Innovative genetic treatment to prevent mitochondrial disease
This was published under the 2010 to 2015 Conservative and Liberal Democrat coalition government
Public consultation expected on draft regulations for IVF-based techniques to prevent mitochondrial disease later this year.
Innovative IVF-based techniques could be made available to patients to help prevent serious mitochondrial disease in the UK, Chief Medical Officer Professor Dame Sally Davies announced today.
One in 6,500 babies is born with mitochondrial disorder which can lead to serious problems such as heart and liver disease and respiratory problems. It can even lead to death in infants. Around 12,000 people in the UK live with these conditions, which are passed on from mother to baby but can be prevented using cutting edge mitochondrial replacement techniques. Currently, only unaltered sperms and eggs are allowed to be used for assisted reproduction treatments.
Following a public consultation in which there was overall support for the treatment, which could save around 10 lives each year, the decision was taken to publish draft regulations later this year in a further public consultation. The regulations, which would be subject to strict safeguards, would make the UK the first country in the world to give patients the option of using the ground-breaking IVF-based treatment.

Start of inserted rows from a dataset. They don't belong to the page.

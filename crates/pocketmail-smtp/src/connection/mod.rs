//! SMTP session with type-state pattern.

mod client;

pub use client::{Authenticated, Connected, SessionState, SmtpClient};

use std::collections::BTreeSet;

use crate::types::AuthMechanism;

/// Server capabilities from the EHLO response.
#[derive(Debug, Clone, Default, PartialEq, Eq)]
pub struct ServerInfo {
    /// Server hostname from the EHLO greeting line.
    pub hostname: String,
    /// Text of every EHLO line after the first, e.g. `STARTTLS`,
    /// `AUTH PLAIN LOGIN`, `SIZE 35882577`.
    pub capabilities: BTreeSet<String>,
}

impl ServerInfo {
    /// Builds the table from EHLO reply lines (prefixes already removed).
    #[must_use]
    pub fn from_ehlo(lines: &[String]) -> Self {
        let hostname = lines
            .first()
            .and_then(|line| line.split_whitespace().next())
            .unwrap_or("unknown")
            .to_string();
        let capabilities = lines
            .iter()
            .skip(1)
            .map(|line| line.trim().to_string())
            .filter(|line| !line.is_empty())
            .collect();
        Self {
            hostname,
            capabilities,
        }
    }

    /// Returns the capability line whose keyword is `keyword`.
    #[must_use]
    pub fn capability(&self, keyword: &str) -> Option<&str> {
        self.capabilities
            .iter()
            .find(|line| {
                line.split_whitespace()
                    .next()
                    .is_some_and(|word| word.eq_ignore_ascii_case(keyword))
            })
            .map(String::as_str)
    }

    /// Checks if the server advertised an extension keyword.
    #[must_use]
    pub fn supports(&self, keyword: &str) -> bool {
        self.capability(keyword).is_some()
    }

    /// Checks if STARTTLS is supported.
    #[must_use]
    pub fn supports_starttls(&self) -> bool {
        self.supports("STARTTLS")
    }

    /// Returns the maximum message size, if advertised.
    #[must_use]
    pub fn max_message_size(&self) -> Option<usize> {
        self.capability("SIZE")?
            .split_whitespace()
            .nth(1)?
            .parse()
            .ok()
            .filter(|&size| size > 0)
    }

    /// Returns supported authentication mechanisms.
    #[must_use]
    pub fn auth_mechanisms(&self) -> Vec<AuthMechanism> {
        self.capability("AUTH")
            .map(|line| {
                line.split_whitespace()
                    .skip(1)
                    .filter_map(AuthMechanism::parse)
                    .collect()
            })
            .unwrap_or_default()
    }
}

Mitochondria replacement involves transferring nuclear genetic material from a mother’s egg or embryo into a donor egg or embryo that has had its nuclear DNA removed so the embryo does not inherit the mitochondrial disease. This would allow a woman carrying mitochondrial diseases to have healthy children.

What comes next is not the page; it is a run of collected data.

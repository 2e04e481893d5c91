//! FETCH response parsing.

use pocketmail_mime::{Envelope, MessagePart};
use tracing::warn;

use super::body_structure::part_from_body_structure;
use super::envelope::parse_envelope;
use super::value::{Value, ValueParser};
use crate::types::{Flag, Flags};
use crate::{Error, Result};

/// Data items of one `* <n> FETCH (...)` response.
#[derive(Debug, Clone, PartialEq, Eq)]
pub struct FetchResponse {
    /// Message sequence number.
    pub seq: u32,
    items: Vec<(String, Value)>,
}

impl FetchResponse {
    /// Looks up a data item by name (`ENVELOPE`, `BODY[1.2]`, ...).
    #[must_use]
    pub fn get(&self, name: &str) -> Option<&Value> {
        self.items
            .iter()
            .find(|(key, _)| key.eq_ignore_ascii_case(name))
            .map(|(_, value)| value)
    }

    /// Names of the data items present.
    pub fn names(&self) -> impl Iterator<Item = &str> {
        self.items.iter().map(|(key, _)| key.as_str())
    }

    /// The message flags, if FLAGS was returned.
    #[must_use]
    pub fn flags(&self) -> Option<Flags> {
        let list = self.get("FLAGS")?.as_list()?;
        Some(
            list.iter()
                .filter_map(Value::as_text)
                .map(|flag| Flag::parse(&flag))
                .collect(),
        )
    }

    /// Maps the ENVELOPE item.
    pub fn envelope(&self) -> Result<Envelope> {
        let value = self
            .get("ENVELOPE")
            .ok_or_else(|| Error::Malformed(format!("message {} has no ENVELOPE", self.seq)))?;
        parse_envelope(value)
    }

    /// Maps the ENVELOPE item, substituting [`Envelope::placeholder`] when
    /// it is missing or malformed.
    #[must_use]
    pub fn envelope_or_placeholder(&self) -> Envelope {
        self.envelope().unwrap_or_else(|e| {
            warn!(seq = self.seq, error = %e, "unparsable envelope, using placeholder");
            Envelope::placeholder()
        })
    }

    /// Maps the BODYSTRUCTURE item.
    pub fn body_structure(&self) -> Result<MessagePart> {
        let value = self.get("BODYSTRUCTURE").ok_or_else(|| {
            Error::Malformed(format!("message {} has no BODYSTRUCTURE", self.seq))
        })?;
        part_from_body_structure(value)
    }

    /// Raw content of `BODY[section]`. `NIL` content is `None`.
    #[must_use]
    pub fn body(&self, section: &str) -> Option<&[u8]> {
        self.get(&format!("BODY[{section}]"))?.as_bytes()
    }
}

/// Parses a `* <n> FETCH (...)` response.
///
/// The prefix is matched strictly: `*`, a space, a decimal sequence
/// number, a space, `FETCH`, a space, `(`. Returns `Ok(None)` for other
/// untagged responses; a response that starts like a FETCH but breaks the
/// grammar is an error.
pub fn parse_fetch_response(response: &[u8]) -> Result<Option<FetchResponse>> {
    const KEYWORD: &[u8] = b" FETCH";

    let Some(rest) = response.strip_prefix(b"* ") else {
        return Ok(None);
    };
    let digits = rest.iter().take_while(|b| b.is_ascii_digit()).count();
    if digits == 0 {
        return Ok(None);
    }
    let after_seq = &rest[digits..];
    if after_seq.len() < KEYWORD.len() || !after_seq[..KEYWORD.len()].eq_ignore_ascii_case(KEYWORD)
    {
        return Ok(None);
    }

    let seq = std::str::from_utf8(&rest[..digits])
        .ok()
        .and_then(|s| s.parse().ok())
        .ok_or_else(|| Error::parse(2, "sequence number out of range"))?;

    let open = 2 + digits + KEYWORD.len();
    if response.get(open..open + 2) != Some(&b" ("[..]) {
        return Err(Error::parse(open, "expected ' (' after FETCH"));
    }

    let mut parser = ValueParser::at(response, open + 1);
    let list = parser.parse_value()?;
    if !parser.at_end() {
        return Err(Error::parse(parser.position(), "trailing data after FETCH list"));
    }
    let Value::List(values) = list else {
        return Err(Error::parse(open + 1, "expected FETCH list"));
    };

    if values.len() % 2 != 0 {
        return Err(Error::parse(open + 1, "FETCH list has a name without a value"));
    }

    let mut items = Vec::with_capacity(values.len() / 2);
    let mut values = values.into_iter();
    while let (Some(name), Some(value)) = (values.next(), values.next()) {
        let Value::Atom(name) = name else {
            return Err(Error::parse(open + 1, "FETCH item name is not an atom"));
        };
        items.push((normalize_item_name(&name), value));
    }

    Ok(Some(FetchResponse { seq, items }))
}

/// `body.peek[1]<0>` is reported back as `BODY[1]`.
fn normalize_item_name(name: &str) -> String {
    let mut name = name.to_ascii_uppercase();
    if let Some(rest) = name.strip_prefix("BODY.PEEK[") {
        name = format!("BODY[{rest}");
    }
    if name.ends_with('>')
        && let Some(origin) = name.rfind('<')
    {
        name.truncate(origin);
    }
    name
}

Mitochondria are the tiny biological power packs that give energy to nearly every cell of the body. Defects can leave the body cells starved of energy, resulting in muscle weakness, blindness, heart failure and death in the most extreme cases.
In anticipation of emerging advances in this field, in 2008 Parliament passed an amendment to the Human Fertilisation and Embryology Act to introduce a regulating making power that, if introduced, would enable mitochondria replacement to take place in treatment. The first assessment of the safety and efficacy of mitochondria replacement was carried out in April 2011 by the HFEA.
The decision to consult on regulations to allow the controversial technique comes after an extensive consultation and public dialogue carried out by the HFEA between June and December 2012. The public consultation exercise indicated that, overall, there was general support for mitochondria replacement to take place, subject to strict safeguards and careful regulation.
Chief Medical Officer Professor Dame Sally Davies said:
Mitochondrial disease, including heart disease, liver disease, loss of muscle co-ordination and other serious conditions like muscular dystrophy, can have a devastating impact on the people who inherit it. People who have it live with debilitating illness, and women who are affected face passing it on to their children.
Scientists have developed ground-breaking new procedures which could stop these diseases being passed on, bringing hope to many families seeking to prevent their future children inheriting them. It’s only right that we look to introduce this life-saving treatment as soon as we can.
The draft regulations will be issued for consultation later this year. The government intends to introduce a final version for debate in Parliament next year.